═════ DATA EXTRACT

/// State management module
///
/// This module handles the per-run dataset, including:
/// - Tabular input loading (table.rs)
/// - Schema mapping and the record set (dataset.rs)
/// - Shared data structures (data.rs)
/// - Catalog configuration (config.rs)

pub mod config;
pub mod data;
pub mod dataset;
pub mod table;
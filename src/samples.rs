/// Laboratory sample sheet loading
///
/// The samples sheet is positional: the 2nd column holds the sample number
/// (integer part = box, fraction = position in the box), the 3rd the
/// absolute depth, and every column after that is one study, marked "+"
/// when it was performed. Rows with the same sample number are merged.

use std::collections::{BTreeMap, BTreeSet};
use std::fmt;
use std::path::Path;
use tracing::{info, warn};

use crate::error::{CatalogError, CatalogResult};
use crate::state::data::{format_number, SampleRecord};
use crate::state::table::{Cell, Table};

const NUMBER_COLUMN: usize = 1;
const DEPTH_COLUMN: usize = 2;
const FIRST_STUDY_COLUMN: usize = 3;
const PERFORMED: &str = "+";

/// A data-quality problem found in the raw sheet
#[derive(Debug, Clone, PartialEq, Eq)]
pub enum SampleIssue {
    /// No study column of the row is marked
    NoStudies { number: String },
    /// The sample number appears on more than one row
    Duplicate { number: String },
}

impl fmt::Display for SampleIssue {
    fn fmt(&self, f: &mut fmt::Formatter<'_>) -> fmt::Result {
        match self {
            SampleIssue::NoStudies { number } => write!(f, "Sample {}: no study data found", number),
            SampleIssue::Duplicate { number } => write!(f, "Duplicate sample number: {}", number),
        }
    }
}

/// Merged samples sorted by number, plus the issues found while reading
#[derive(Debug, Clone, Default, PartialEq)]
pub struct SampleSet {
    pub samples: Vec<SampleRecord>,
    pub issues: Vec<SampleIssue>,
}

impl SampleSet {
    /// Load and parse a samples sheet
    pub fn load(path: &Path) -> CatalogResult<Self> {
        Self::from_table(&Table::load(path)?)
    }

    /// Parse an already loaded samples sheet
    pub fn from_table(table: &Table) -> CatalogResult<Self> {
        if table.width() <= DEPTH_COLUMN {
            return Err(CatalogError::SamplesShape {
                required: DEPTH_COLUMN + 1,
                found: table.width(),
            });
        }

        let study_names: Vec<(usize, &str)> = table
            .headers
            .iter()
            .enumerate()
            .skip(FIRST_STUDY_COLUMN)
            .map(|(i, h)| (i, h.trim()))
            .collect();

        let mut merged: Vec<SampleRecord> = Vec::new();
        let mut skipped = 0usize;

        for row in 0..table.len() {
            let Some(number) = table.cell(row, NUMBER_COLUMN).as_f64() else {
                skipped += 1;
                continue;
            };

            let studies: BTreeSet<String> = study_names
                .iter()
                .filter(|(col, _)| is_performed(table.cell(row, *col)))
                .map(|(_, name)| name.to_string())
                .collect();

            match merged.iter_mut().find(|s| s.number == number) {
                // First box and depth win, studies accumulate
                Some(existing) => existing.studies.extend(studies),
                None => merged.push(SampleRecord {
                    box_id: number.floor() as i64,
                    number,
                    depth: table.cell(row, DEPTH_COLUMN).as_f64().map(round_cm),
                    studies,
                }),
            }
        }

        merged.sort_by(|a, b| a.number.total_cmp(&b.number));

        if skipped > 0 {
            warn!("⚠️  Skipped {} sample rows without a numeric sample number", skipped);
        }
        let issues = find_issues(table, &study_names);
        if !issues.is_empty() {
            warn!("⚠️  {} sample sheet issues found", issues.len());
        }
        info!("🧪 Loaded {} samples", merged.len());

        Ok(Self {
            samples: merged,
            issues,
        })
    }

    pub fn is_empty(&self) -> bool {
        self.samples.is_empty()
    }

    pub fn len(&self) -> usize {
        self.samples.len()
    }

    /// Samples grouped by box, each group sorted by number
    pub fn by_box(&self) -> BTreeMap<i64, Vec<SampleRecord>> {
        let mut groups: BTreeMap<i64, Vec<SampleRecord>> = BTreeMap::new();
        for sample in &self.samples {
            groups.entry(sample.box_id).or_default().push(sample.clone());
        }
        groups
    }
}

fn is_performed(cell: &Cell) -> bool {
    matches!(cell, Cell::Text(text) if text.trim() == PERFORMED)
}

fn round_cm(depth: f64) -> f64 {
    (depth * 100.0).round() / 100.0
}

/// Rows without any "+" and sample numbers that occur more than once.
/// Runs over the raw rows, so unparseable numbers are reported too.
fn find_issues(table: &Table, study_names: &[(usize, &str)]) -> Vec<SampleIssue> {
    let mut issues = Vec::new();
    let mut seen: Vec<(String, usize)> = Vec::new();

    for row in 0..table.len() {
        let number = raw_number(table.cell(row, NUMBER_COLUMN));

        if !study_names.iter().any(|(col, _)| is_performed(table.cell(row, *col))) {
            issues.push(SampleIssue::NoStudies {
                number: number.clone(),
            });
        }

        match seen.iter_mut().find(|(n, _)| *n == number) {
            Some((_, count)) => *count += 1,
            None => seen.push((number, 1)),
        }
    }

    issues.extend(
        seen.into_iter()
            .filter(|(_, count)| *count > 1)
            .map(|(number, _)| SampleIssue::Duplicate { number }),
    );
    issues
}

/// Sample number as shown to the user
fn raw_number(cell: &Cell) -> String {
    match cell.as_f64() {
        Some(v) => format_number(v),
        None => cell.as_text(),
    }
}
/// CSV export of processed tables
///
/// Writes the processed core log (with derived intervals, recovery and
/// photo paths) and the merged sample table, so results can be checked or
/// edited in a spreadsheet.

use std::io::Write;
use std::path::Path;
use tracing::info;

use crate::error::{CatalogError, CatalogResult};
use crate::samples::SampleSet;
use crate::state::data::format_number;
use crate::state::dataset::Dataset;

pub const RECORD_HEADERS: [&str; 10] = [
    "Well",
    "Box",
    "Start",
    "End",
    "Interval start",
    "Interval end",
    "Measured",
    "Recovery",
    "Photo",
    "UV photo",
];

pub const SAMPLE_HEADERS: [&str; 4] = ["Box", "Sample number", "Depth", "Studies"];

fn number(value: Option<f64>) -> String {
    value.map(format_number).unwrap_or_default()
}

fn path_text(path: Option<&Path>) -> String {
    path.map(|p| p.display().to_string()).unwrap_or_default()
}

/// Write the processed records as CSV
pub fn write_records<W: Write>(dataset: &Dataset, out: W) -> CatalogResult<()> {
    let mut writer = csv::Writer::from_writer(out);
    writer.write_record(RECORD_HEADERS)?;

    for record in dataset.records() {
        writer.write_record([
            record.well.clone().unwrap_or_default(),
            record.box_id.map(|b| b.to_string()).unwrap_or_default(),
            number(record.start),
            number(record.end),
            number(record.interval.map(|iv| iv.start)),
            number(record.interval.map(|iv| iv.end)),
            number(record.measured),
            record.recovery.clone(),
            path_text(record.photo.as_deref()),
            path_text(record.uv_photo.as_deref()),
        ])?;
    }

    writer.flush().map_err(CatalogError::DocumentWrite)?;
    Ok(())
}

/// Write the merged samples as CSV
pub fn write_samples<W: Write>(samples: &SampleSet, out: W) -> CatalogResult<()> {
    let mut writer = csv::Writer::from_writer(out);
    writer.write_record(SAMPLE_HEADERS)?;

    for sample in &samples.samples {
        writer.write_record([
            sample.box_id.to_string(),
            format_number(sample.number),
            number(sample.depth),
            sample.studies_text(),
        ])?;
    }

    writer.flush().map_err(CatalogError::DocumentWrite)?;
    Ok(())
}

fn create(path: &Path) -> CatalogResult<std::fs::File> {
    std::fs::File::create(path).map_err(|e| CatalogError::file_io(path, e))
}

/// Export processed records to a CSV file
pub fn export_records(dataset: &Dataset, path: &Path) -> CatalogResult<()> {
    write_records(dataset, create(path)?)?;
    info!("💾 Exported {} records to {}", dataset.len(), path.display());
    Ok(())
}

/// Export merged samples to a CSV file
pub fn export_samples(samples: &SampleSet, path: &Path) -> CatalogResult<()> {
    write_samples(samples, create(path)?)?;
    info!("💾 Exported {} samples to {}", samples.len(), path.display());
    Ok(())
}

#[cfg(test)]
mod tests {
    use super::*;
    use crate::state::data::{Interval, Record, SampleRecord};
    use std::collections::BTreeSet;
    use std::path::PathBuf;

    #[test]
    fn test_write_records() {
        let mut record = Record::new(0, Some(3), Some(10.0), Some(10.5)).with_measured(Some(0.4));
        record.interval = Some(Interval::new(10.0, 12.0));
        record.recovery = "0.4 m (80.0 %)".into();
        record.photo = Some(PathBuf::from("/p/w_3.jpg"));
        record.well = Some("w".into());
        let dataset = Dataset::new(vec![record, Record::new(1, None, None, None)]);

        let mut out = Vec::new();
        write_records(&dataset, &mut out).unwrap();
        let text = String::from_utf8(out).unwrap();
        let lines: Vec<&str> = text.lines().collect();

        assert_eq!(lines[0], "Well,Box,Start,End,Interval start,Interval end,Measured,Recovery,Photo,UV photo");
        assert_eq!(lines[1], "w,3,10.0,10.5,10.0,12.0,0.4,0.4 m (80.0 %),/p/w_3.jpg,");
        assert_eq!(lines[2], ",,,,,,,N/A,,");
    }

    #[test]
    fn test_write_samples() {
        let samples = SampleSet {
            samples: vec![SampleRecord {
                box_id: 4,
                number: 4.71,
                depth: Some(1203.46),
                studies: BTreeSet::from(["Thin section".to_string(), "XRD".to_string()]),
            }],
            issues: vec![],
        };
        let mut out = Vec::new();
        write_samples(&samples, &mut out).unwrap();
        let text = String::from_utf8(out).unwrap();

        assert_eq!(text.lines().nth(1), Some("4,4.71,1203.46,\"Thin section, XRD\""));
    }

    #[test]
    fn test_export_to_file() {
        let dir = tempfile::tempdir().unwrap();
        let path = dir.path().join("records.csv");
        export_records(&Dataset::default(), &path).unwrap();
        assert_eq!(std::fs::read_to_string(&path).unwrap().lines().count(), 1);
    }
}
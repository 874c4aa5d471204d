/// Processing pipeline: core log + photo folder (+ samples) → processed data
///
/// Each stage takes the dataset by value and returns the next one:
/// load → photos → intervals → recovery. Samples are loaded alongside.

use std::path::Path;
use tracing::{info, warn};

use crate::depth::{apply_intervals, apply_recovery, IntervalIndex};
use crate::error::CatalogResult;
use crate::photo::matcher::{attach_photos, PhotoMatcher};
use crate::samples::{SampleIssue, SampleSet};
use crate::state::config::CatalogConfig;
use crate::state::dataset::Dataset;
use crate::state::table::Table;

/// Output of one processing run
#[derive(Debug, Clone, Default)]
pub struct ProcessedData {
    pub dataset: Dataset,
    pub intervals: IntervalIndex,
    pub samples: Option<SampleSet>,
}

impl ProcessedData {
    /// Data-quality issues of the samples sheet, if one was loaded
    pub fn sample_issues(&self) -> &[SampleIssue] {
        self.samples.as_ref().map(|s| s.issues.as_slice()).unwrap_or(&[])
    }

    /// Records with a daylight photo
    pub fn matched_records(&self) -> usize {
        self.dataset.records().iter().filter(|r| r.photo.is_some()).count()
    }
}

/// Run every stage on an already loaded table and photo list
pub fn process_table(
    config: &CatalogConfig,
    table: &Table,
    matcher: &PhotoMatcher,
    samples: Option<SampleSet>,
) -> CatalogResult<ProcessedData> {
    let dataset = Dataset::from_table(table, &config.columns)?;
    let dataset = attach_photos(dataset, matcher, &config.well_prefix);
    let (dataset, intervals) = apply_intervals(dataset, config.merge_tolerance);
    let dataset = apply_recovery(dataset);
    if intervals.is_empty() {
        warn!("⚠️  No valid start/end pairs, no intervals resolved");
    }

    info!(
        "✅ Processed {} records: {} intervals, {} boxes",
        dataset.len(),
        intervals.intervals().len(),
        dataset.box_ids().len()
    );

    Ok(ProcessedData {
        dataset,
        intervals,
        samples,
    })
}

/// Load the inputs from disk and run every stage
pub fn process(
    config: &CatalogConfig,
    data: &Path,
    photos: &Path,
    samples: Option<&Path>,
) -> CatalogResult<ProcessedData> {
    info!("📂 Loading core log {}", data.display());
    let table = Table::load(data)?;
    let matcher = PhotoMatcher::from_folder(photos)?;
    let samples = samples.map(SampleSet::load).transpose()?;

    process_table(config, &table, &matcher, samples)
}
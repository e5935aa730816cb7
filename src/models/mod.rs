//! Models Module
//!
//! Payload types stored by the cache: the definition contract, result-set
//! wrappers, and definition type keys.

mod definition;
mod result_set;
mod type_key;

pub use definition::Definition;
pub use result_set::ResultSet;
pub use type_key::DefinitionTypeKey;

══════════

Find the number of lines in the entries above that hold the string "const", and write only that number.

6